Concluo reformulando a pergunta: podes mencionar em que época, mais ou menos, alguns desses santos fanáticos viveram. Desejo ficar bem longe de alguma devoção aos tais, como hoje desejo ficar bem longe de tudo que cheire a estupidez ou fanatismo onde quer que esse mal esteja.

Pedro Erik Carneiro disse...

Meu caro Adilson,

Muito obrigado.

Bom, só para esclarecer inicialmente: eu disse Fantásticos santos e não fanáticos.

O mais renomado dos santos que defendeu um antipapa é São Vicente Ferrer. Foi muito mulagroso e trabalhou para um antipapa. Viveu entre os século XIV e XV.

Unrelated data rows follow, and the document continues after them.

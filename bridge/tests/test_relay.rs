//! Target side relay tests: exactly-once settlement, chain continuity and
//! payout resilience.

mod harness;

use cosmwasm_std::{coins, Addr, Binary};
use cw_multi_test::Executor;

use harness::*;
use liquidity_bridge::msg::{ExecuteMsg, QueryMsg, TransferIdResponse};
use liquidity_bridge::state::FillStatus;

#[test]
fn test_relay_pays_receiver_from_provider() {
    let mut h = setup();
    let locked = lock(&mut h, 300);
    let provider_before = balance(&h, PROVIDER, TGT_DENOM);

    let res = relay(&mut h, &locked).unwrap();
    assert!(has_event(&res, "lnbridge_transfer_filled"));

    assert_eq!(balance(&h, RECEIVER, TGT_DENOM), 300);
    assert_eq!(balance(&h, PROVIDER, TGT_DENOM), provider_before - 300);
    assert_eq!(balance(&h, h.bridge_b.as_str(), TGT_DENOM), 0);

    let fill = fill_info(&h, &locked.id()).unwrap();
    assert_eq!(fill.status, FillStatus::Filled);
    assert_eq!(fill.by, Addr::unchecked(PROVIDER));
    assert_eq!(fill.source_chain_id, CHAIN_A);
}

#[test]
fn test_relay_settles_once() {
    let mut h = setup();
    let locked = lock(&mut h, 300);
    relay(&mut h, &locked).unwrap();

    let err = relay(&mut h, &locked).unwrap_err();
    assert!(err.root_cause().to_string().contains("already settled"));

    // The slash path loses the race as well
    advance(&mut h, SLASH_DELAY);
    let err = slash(&mut h, &locked, MESSAGE_FEE).unwrap_err();
    assert!(err.root_cause().to_string().contains("already settled"));
    assert_eq!(balance(&h, RECEIVER, TGT_DENOM), 300);
}

#[test]
fn test_slash_before_delay_after_relay_is_already_settled() {
    let mut h = setup();
    let locked = lock(&mut h, 300);
    relay(&mut h, &locked).unwrap();

    // Waiting would never help, so the delay is not reported
    let err = slash(&mut h, &locked, MESSAGE_FEE).unwrap_err();
    assert!(
        err.root_cause().to_string().contains("already settled"),
        "{}",
        err.root_cause()
    );
    assert_eq!(
        fill_info(&h, &locked.id()).unwrap().status,
        FillStatus::Filled
    );
}

#[test]
fn test_relay_after_slash_is_already_settled() {
    let mut h = setup();
    let locked = lock(&mut h, 300);
    advance(&mut h, SLASH_DELAY);
    slash(&mut h, &locked, MESSAGE_FEE).unwrap();

    let err = relay(&mut h, &locked).unwrap_err();
    assert!(
        err.root_cause().to_string().contains("already settled"),
        "{}",
        err.root_cause()
    );
    assert_eq!(
        fill_info(&h, &locked.id()).unwrap().status,
        FillStatus::Slashed
    );
    assert_eq!(balance(&h, RECEIVER, TGT_DENOM), 300);
}

#[test]
fn test_relay_follows_chain_order() {
    let mut h = setup();
    let first = lock(&mut h, 300);
    let second = lock(&mut h, 500);

    let err = relay(&mut h, &second).unwrap_err();
    assert!(
        err.root_cause().to_string().contains("Predecessor unsettled"),
        "{}",
        err.root_cause()
    );
    assert!(fill_info(&h, &second.id()).is_none());

    relay(&mut h, &first).unwrap();
    relay(&mut h, &second).unwrap();
    assert_eq!(balance(&h, RECEIVER, TGT_DENOM), 800);
}

#[test]
fn test_relay_only_by_provider() {
    let mut h = setup();
    let locked = lock(&mut h, 300);
    let bridge_b = h.bridge_b.clone();

    let err = h
        .app
        .execute_contract(
            Addr::unchecked(SLASHER),
            bridge_b,
            &ExecuteMsg::Relay {
                params: locked.params.clone(),
                expected_transfer_id: locked.id(),
            },
            &coins(300, TGT_DENOM),
        )
        .unwrap_err();
    assert!(err.root_cause().to_string().contains("not the provider"));
}

#[test]
fn test_relay_rejects_mismatched_params() {
    let mut h = setup();
    let locked = lock(&mut h, 300);
    let bridge_b = h.bridge_b.clone();

    let mut tampered = locked.params.clone();
    tampered.receiver = "attacker".to_string();
    let err = h
        .app
        .execute_contract(
            Addr::unchecked(PROVIDER),
            bridge_b.clone(),
            &ExecuteMsg::Relay {
                params: tampered,
                expected_transfer_id: locked.id(),
            },
            &coins(300, TGT_DENOM),
        )
        .unwrap_err();
    assert!(err.root_cause().to_string().contains("Transfer id mismatch"));

    let mut wrong_chain = locked.params.clone();
    wrong_chain.target_chain_id = 3;
    let err = h
        .app
        .execute_contract(
            Addr::unchecked(PROVIDER),
            bridge_b,
            &ExecuteMsg::Relay {
                params: wrong_chain,
                expected_transfer_id: locked.id(),
            },
            &coins(300, TGT_DENOM),
        )
        .unwrap_err();
    assert_eq!(err.root_cause().to_string(), "Invalid chain ID: 3");
}

#[test]
fn test_relay_requires_exact_payout_funds() {
    let mut h = setup();
    let locked = lock(&mut h, 300);
    let bridge_b = h.bridge_b.clone();

    let err = h
        .app
        .execute_contract(
            Addr::unchecked(PROVIDER),
            bridge_b,
            &ExecuteMsg::Relay {
                params: locked.params.clone(),
                expected_transfer_id: locked.id(),
            },
            &coins(299, TGT_DENOM),
        )
        .unwrap_err();
    assert_eq!(
        err.root_cause().to_string(),
        "Invalid funds: expected [300utgt], got [299utgt]"
    );
}

#[test]
fn test_relay_to_invalid_receiver_pays_fallback() {
    let mut h = setup();
    let locked = lock_to(&mut h, 300, "NotAValidReceiver");

    let res = relay(&mut h, &locked).unwrap();
    let event = res
        .events
        .iter()
        .find(|e| e.ty == "wasm-lnbridge_transfer_filled")
        .unwrap();
    assert!(event
        .attributes
        .iter()
        .any(|a| a.key == "fallback" && a.value == "true"));

    assert_eq!(balance(&h, FALLBACK, TGT_DENOM), 300);
    assert_eq!(
        fill_info(&h, &locked.id()).unwrap().status,
        FillStatus::Filled
    );
}

#[test]
fn test_compute_transfer_id_query_matches_lock() {
    let mut h = setup();
    let locked = lock(&mut h, 300);

    let res: TransferIdResponse = h
        .app
        .wrap()
        .query_wasm_smart(
            &h.bridge_b,
            &QueryMsg::ComputeTransferId {
                params: locked.params.clone(),
            },
        )
        .unwrap();
    assert_eq!(res.transfer_id, locked.id());
    assert_eq!(
        provider_info(&h, SRC_DENOM, TGT_DENOM).head_transfer_id,
        Binary::from(locked.transfer_id.to_vec())
    );
}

Mas a Igreja teve muitos antipapas, seguramente uma pesquisa apurada vai identificar mais santos.

Abraço,
Pedro Erik

Stan disse...

Excelente artigo!

Sou fã de Edward Feser e, quando estou com alguma folga, passo os olhos em seu blog em inglês.

Uma Santa e Feliz Páscoa, meu amigo Pedro Erik!!! Para você, sua família e seus leitores.

Abração,

Stan

Pedro Erik Carneiro disse...

Obrigado, caríssimo Stan. O mesmo para você, meu amigo.